───── Available data ─────

// SPDX-License-Identifier: MIT
// SPDX-FileCopyrightText: 2025 Alexander Minges

//! Submission handler: uploads the avatar of a validated record and renders the record.

use std::fs::File;
use std::io::Read;

use anyhow::Context;

use crate::error::{Error, Result};
use crate::logic::storage::{AvatarStorage, UploadRequest};
use crate::models::submission::{AvatarFile, SubmissionRecord};
use crate::models::validation::MAX_AVATAR_BYTES;

/// Outcome of a successful submission.
#[derive(Clone, Debug, PartialEq, Eq)]
pub struct Submitted {
    /// Key the storage service stored the avatar under.
    pub object_key: String,
    /// The normalized record as pretty-printed JSON.
    pub rendered: String,
}

/// Render the record for display as indented JSON.
pub fn render_record(record: &SubmissionRecord) -> Result<String> {
    Ok(serde_json::to_string_pretty(record)?)
}

/// Upload the avatar of `record` and render it.
///
/// The object key is the avatar's original file name. Nothing is retried; a
/// name that was already uploaded comes back as [`Error::ObjectExists`].
///
/// The size limit is checked again on the bytes actually read, since the file
/// may have changed since it was picked.
pub fn submit(storage: &dyn AvatarStorage, record: &SubmissionRecord) -> Result<Submitted> {
    let avatar = &record.avatar;
    let bytes = read_avatar(avatar)?;

    let receipt = storage.upload(UploadRequest {
        key: avatar.name.clone(),
        content_type: avatar.mime.clone(),
        bytes,
    })?;
    tracing::info!(key = %receipt.key, "avatar stored");

    Ok(Submitted {
        object_key: receipt.key,
        rendered: render_record(record)?,
    })
}

/// Read at most one byte past the limit so an oversized file is never fully loaded.
fn read_avatar(avatar: &AvatarFile) -> Result<Vec<u8>> {
    let read_err = |source: std::io::Error| Error::AvatarRead {
        path: avatar.path.clone(),
        source,
    };
    let file = File::open(&avatar.path).map_err(read_err)?;
    let mut bytes = Vec::new();
    file.take(MAX_AVATAR_BYTES + 1)
        .read_to_end(&mut bytes)
        .map_err(read_err)?;

    if bytes.len() as u64 > MAX_AVATAR_BYTES {
        let size = std::fs::metadata(&avatar.path)
            .map(|meta| meta.len())
            .unwrap_or(bytes.len() as u64);
        tracing::warn!(path = %avatar.path.display(), size, "avatar grew past the limit");
        return Err(Error::AvatarTooLarge { size });
    }
    Ok(bytes)
}

/// Submit and flatten the error into a user-facing string for the UI.
pub fn submit_for_display(
    storage: &dyn AvatarStorage,
    record: &SubmissionRecord,
) -> std::result::Result<Submitted, String> {
    submit(storage, record)
        .with_context(|| format!("Falha ao enviar o avatar \"{}\"", record.avatar.name))
        .map_err(|err| {
            tracing::error!(error = %format!("{err:#}"), "submission failed");
            format!("{err:#}")
        })
}

#[cfg(test)]
pub(crate) mod tests {
    use std::collections::HashSet;
    use std::fs;
    use std::path::Path;
    use std::sync::Mutex;

    use tempfile::TempDir;

    use super::*;
    use crate::logic::storage::UploadReceipt;
    use crate::models::submission::Tech;
    use crate::models::validation::{messages, validate_avatar};

    /// In-memory storage that refuses to overwrite, like the real bucket.
    #[derive(Default)]
    pub(crate) struct MemoryStorage {
        pub(crate) uploads: Mutex<Vec<UploadRequest>>,
        keys: Mutex<HashSet<String>>,
    }

    impl AvatarStorage for MemoryStorage {
        fn upload(&self, request: UploadRequest) -> Result<UploadReceipt> {
            let mut keys = self.keys.lock().unwrap();
            if !keys.insert(request.key.clone()) {
                return Err(Error::ObjectExists { key: request.key });
            }
            let key = format!("advanced-form/{}", request.key);
            self.uploads.lock().unwrap().push(request);
            Ok(UploadReceipt { key })
        }
    }

    pub(crate) fn record_with_avatar(path: &Path) -> SubmissionRecord {
        let size = fs::metadata(path).map(|m| m.len()).unwrap_or(0);
        SubmissionRecord {
            avatar: AvatarFile::new(path.to_path_buf(), size, "image/png".into()),
            name: "João Silva".into(),
            email: "joao@gmail.com".into(),
            password: "secret1".into(),
            techs: vec![
                Tech {
                    title: "Rust".into(),
                    knowledge: 80.0,
                },
                Tech {
                    title: "Go".into(),
                    knowledge: 10.0,
                },
            ],
        }
    }

    #[test]
    fn submit_uploads_under_original_name_and_renders() {
        let tmp = TempDir::new().unwrap();
        let path = tmp.path().join("me.png");
        fs::write(&path, b"png-bytes").unwrap();
        let storage = MemoryStorage::default();

        let submitted = submit(&storage, &record_with_avatar(&path)).expect("upload succeeds");

        assert_eq!(submitted.object_key, "advanced-form/me.png");
        let uploads = storage.uploads.lock().unwrap();
        assert_eq!(uploads.len(), 1);
        assert_eq!(uploads[0].key, "me.png");
        assert_eq!(uploads[0].content_type, "image/png");
        assert_eq!(uploads[0].bytes, b"png-bytes");
        assert!(submitted.rendered.contains("\"name\": \"João Silva\""));
    }

    #[test]
    fn second_upload_of_same_name_fails() {
        let tmp = TempDir::new().unwrap();
        let path = tmp.path().join("me.png");
        fs::write(&path, b"png-bytes").unwrap();
        let storage = MemoryStorage::default();
        let record = record_with_avatar(&path);

        submit(&storage, &record).unwrap();
        let err = submit(&storage, &record).unwrap_err();

        assert!(matches!(err, Error::ObjectExists { .. }));
    }

    #[test]
    fn unreadable_avatar_is_reported() {
        let tmp = TempDir::new().unwrap();
        let record = record_with_avatar(&tmp.path().join("missing.png"));

        let err = submit(&MemoryStorage::default(), &record).unwrap_err();

        assert!(matches!(err, Error::AvatarRead { .. }));
    }

    #[test]
    fn rendered_record_hides_avatar_path() {
        let record = record_with_avatar(Path::new("/somewhere/secret/me.png"));
        let rendered = render_record(&record).unwrap();

        assert!(rendered.contains("\"email\": \"joao@gmail.com\""));
        assert!(rendered.contains("\"knowledge\": 80.0"));
        assert!(!rendered.contains("/somewhere/secret"));
    }

    #[test]
    fn display_error_names_the_file() {
        let tmp = TempDir::new().unwrap();
        let path = tmp.path().join("me.png");
        fs::write(&path, b"x").unwrap();
        let storage = MemoryStorage::default();
        let record = record_with_avatar(&path);
        submit(&storage, &record).unwrap();

        let message = submit_for_display(&storage, &record).unwrap_err();

        assert!(message.contains("me.png"));
        assert!(message.contains("já existe um arquivo chamado"));
    }

    #[test]
    fn avatar_grown_after_validation_is_not_uploaded() {
        let tmp = TempDir::new().unwrap();
        let path = tmp.path().join("me.png");
        fs::write(&path, b"small").unwrap();
        let record = record_with_avatar(&path);
        assert!(validate_avatar(Some(&record.avatar)).is_ok());

        fs::write(&path, vec![0u8; (MAX_AVATAR_BYTES + 1) as usize]).unwrap();
        let storage = MemoryStorage::default();
        let err = submit(&storage, &record).unwrap_err();

        assert!(matches!(err, Error::AvatarTooLarge { size } if size == MAX_AVATAR_BYTES + 1));
        assert!(err.to_string().contains(messages::AVATAR_TOO_LARGE));
        assert!(storage.uploads.lock().unwrap().is_empty());
    }

    #[test]
    fn avatar_at_the_limit_is_uploaded() {
        let tmp = TempDir::new().unwrap();
        let path = tmp.path().join("me.png");
        fs::write(&path, vec![0u8; MAX_AVATAR_BYTES as usize]).unwrap();
        let storage = MemoryStorage::default();

        submit(&storage, &record_with_avatar(&path)).expect("upload succeeds");

        let uploads = storage.uploads.lock().unwrap();
        assert_eq!(uploads[0].bytes.len() as u64, MAX_AVATAR_BYTES);
    }
}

─────

__What is expected__.
Please copy every line from the entries that includes the word "gmail".

__Written reply__.
            email: "joao@gmail.com".into(),
        assert!(rendered.contains("\"email\": \"joao@gmail.com\""));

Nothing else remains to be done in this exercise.